(What you should do)
Determine how many lines of the listing below hold the string "FileCache", then state that number alone.

(Data for review)
//! Local file cache.
//!
//! Maps a file name to the owner, version and last modifier the client last
//! saw. The last modifier is the IV source for offline decryption via
//! `unlock`. Persisted as JSON, flushed after every mutation and at exit.

use std::collections::HashMap;
use std::path::{Path, PathBuf};

use anyhow::Context;
use serde::{Deserialize, Serialize};

#[derive(Debug, Clone, Serialize, Deserialize, PartialEq, Eq)]
pub struct CachedFile {
    pub owner: String,
    pub version: i64,
    pub last_modifier: String,
}

pub struct FileCache {
    path: PathBuf,
    entries: HashMap<String, CachedFile>,
}

impl FileCache {
    /// Load the cache from disk; a missing file starts an empty cache.
    pub fn load(path: &Path) -> anyhow::Result<Self> {
        let entries = match std::fs::read_to_string(path) {
            Ok(contents) => serde_json::from_str(&contents)
                .with_context(|| format!("corrupt cache file '{}'", path.display()))?,
            Err(e) if e.kind() == std::io::ErrorKind::NotFound => HashMap::new(),
            Err(e) => return Err(e).context("failed to read cache file"),
        };
        Ok(Self {
            path: path.to_path_buf(),
            entries,
        })
    }

    pub fn get(&self, file_name: &str) -> Option<&CachedFile> {
        self.entries.get(file_name)
    }

    pub fn put(&mut self, file_name: &str, entry: CachedFile) {
        self.entries.insert(file_name.to_string(), entry);
    }

    /// Flush the cache to disk.
    pub fn save(&self) -> anyhow::Result<()> {
        let contents = serde_json::to_string_pretty(&self.entries)?;
        std::fs::write(&self.path, contents)
            .with_context(|| format!("failed to write cache file '{}'", self.path.display()))
    }
}

#[cfg(test)]
mod tests {
    use super::*;

    #[test]
    fn test_missing_file_starts_empty() {
        let dir = tempfile::tempdir().unwrap();
        let cache = FileCache::load(&dir.path().join("cache.json")).unwrap();
        assert!(cache.get("anything").is_none());
    }

    #[test]
    fn test_save_load_roundtrip() {
        let dir = tempfile::tempdir().unwrap();
        let path = dir.path().join("cache.json");

        let mut cache = FileCache::load(&path).unwrap();
        cache.put(
            "report.txt",
            CachedFile {
                owner: "alice".to_string(),
                version: 3,
                last_modifier: "bob".to_string(),
            },
        );
        cache.save().unwrap();

        let reloaded = FileCache::load(&path).unwrap();
        let entry = reloaded.get("report.txt").unwrap();
        assert_eq!(entry.owner, "alice");
        assert_eq!(entry.version, 3);
        assert_eq!(entry.last_modifier, "bob");
    }

    #[test]
    fn test_put_overwrites() {
        let dir = tempfile::tempdir().unwrap();
        let mut cache = FileCache::load(&dir.path().join("cache.json")).unwrap();

        cache.put(
            "f",
            CachedFile {
                owner: "alice".to_string(),
                version: 1,
                last_modifier: "alice".to_string(),
            },
        );
        cache.put(
            "f",
            CachedFile {
                owner: "alice".to_string(),
                version: 2,
                last_modifier: "bob".to_string(),
            },
        );

        assert_eq!(cache.get("f").unwrap().version, 2);
    }
}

(Result below)
6